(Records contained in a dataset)
--- START ---
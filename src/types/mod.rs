//! Core data types shared by stages, the pipeline and its collaborators.

mod event;
mod item;
mod observation;

pub use event::{
    AnomalyReport, Event, EventKind, StageFailure, TrendDirection, TrendReport,
};
pub use item::{AggregateSnapshot, PipelineItem};
pub use observation::{Metadata, Observation};
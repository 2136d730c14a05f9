//! Processing Pipeline Module
//!
//! ```text
//! ObservationSource ─▶ ProcessingLoop ─▶ Pipeline ─▶ [Stage 1 .. Stage N]
//!                                           │
//!                                           └─▶ EventEmitter (error, anomaly,
//!                                                trend, aggregation, processed)
//! ```
//!
//! A `Pipeline` owns its stages and its own emitter. `build_pipeline` wires the
//! standard chain from a `PipelineConfig`; `ProcessingLoop` feeds it from a
//! source until exhaustion or cancellation.

mod builder;
mod coordinator;
mod emitter;
pub mod processing_loop;
pub mod source;

pub use builder::build_pipeline;
pub use coordinator::{Pipeline, PipelineError};
pub use emitter::{EventEmitter, Listener};
pub use processing_loop::{LoopSummary, ProcessingLoop};
pub use source::{IterSource, ObservationSource, SourceEvent, StdinSource};
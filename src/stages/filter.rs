//! Predicate filter stage

use async_trait::async_trait;

use super::{Stage, StageCore, StageError, StageFault, StageKind, StageStats};
use crate::types::{Event, Observation, PipelineItem};

type Predicate = Box<dyn Fn(&Observation) -> anyhow::Result<bool> + Send + Sync>;

/// Passes observations the predicate accepts, drops the rest.
///
/// Accepted items are published as `data`, rejected ones as `filtered`.
pub struct FilterProcessor {
    core: StageCore,
    predicate: Predicate,
    filtered: u64,
}

impl FilterProcessor {
    /// Filter with an infallible predicate.
    ///
    /// The predicate must not panic: a panic is not absorbed as a stage error
    /// and escapes `Pipeline::push`. Use [`fallible`](Self::fallible) when the
    /// check can fail.
    pub fn new<F>(name: impl Into<String>, predicate: F) -> Self
    where
        F: Fn(&Observation) -> bool + Send + Sync + 'static,
    {
        Self::fallible(name, move |obs| Ok(predicate(obs)))
    }

    /// Filter whose predicate may fail. `Err` results are counted as stage
    /// errors and the item is dropped.
    pub fn fallible<F>(name: impl Into<String>, predicate: F) -> Self
    where
        F: Fn(&Observation) -> anyhow::Result<bool> + Send + Sync + 'static,
    {
        Self {
            core: StageCore::new(name, StageKind::Filter),
            predicate: Box::new(predicate),
            filtered: 0,
        }
    }

    /// Drop NaN and infinite values.
    pub fn valid_values() -> Self {
        Self::new("validity_filter", Observation::is_valid)
    }

    /// Drop invalid values and values outside the inclusive bounds.
    pub fn range(min: Option<f64>, max: Option<f64>) -> Self {
        Self::new("range_filter", move |obs| {
            obs.is_valid()
                && min.map_or(true, |lo| obs.value >= lo)
                && max.map_or(true, |hi| obs.value <= hi)
        })
    }

    pub fn filtered(&self) -> u64 {
        self.filtered
    }
}

#[async_trait]
impl Stage for FilterProcessor {
    fn core(&self) -> &StageCore {
        &self.core
    }

    fn core_mut(&mut self) -> &mut StageCore {
        &mut self.core
    }

    async fn handle(&mut self, item: PipelineItem) -> Result<Option<PipelineItem>, StageFault> {
        let obs = StageFault::expect_observation(item)?;
        let keep = match (self.predicate)(&obs) {
            Ok(keep) => keep,
            Err(e) => return Err(StageFault::new(StageError::Predicate(format!("{e:#}")), obs)),
        };

        if keep {
            let item = PipelineItem::Observation(obs);
            self.core.emit(&Event::Data(item.clone()));
            Ok(Some(item))
        } else {
            self.filtered += 1;
            self.core.emit(&Event::Filtered(obs));
            Ok(None)
        }
    }

    fn stats(&self) -> StageStats {
        StageStats {
            filtered: Some(self.filtered),
            ..self.core.snapshot()
        }
    }
}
--- END ---
▶ [GOAL OF THE EXERCISE]
Wherever "filename" occurs in the records above, copy the line it sits in.

▶ [WRITTEN RESPONSE]
filename src/types/mod.rs
filename src/stages/filter.rs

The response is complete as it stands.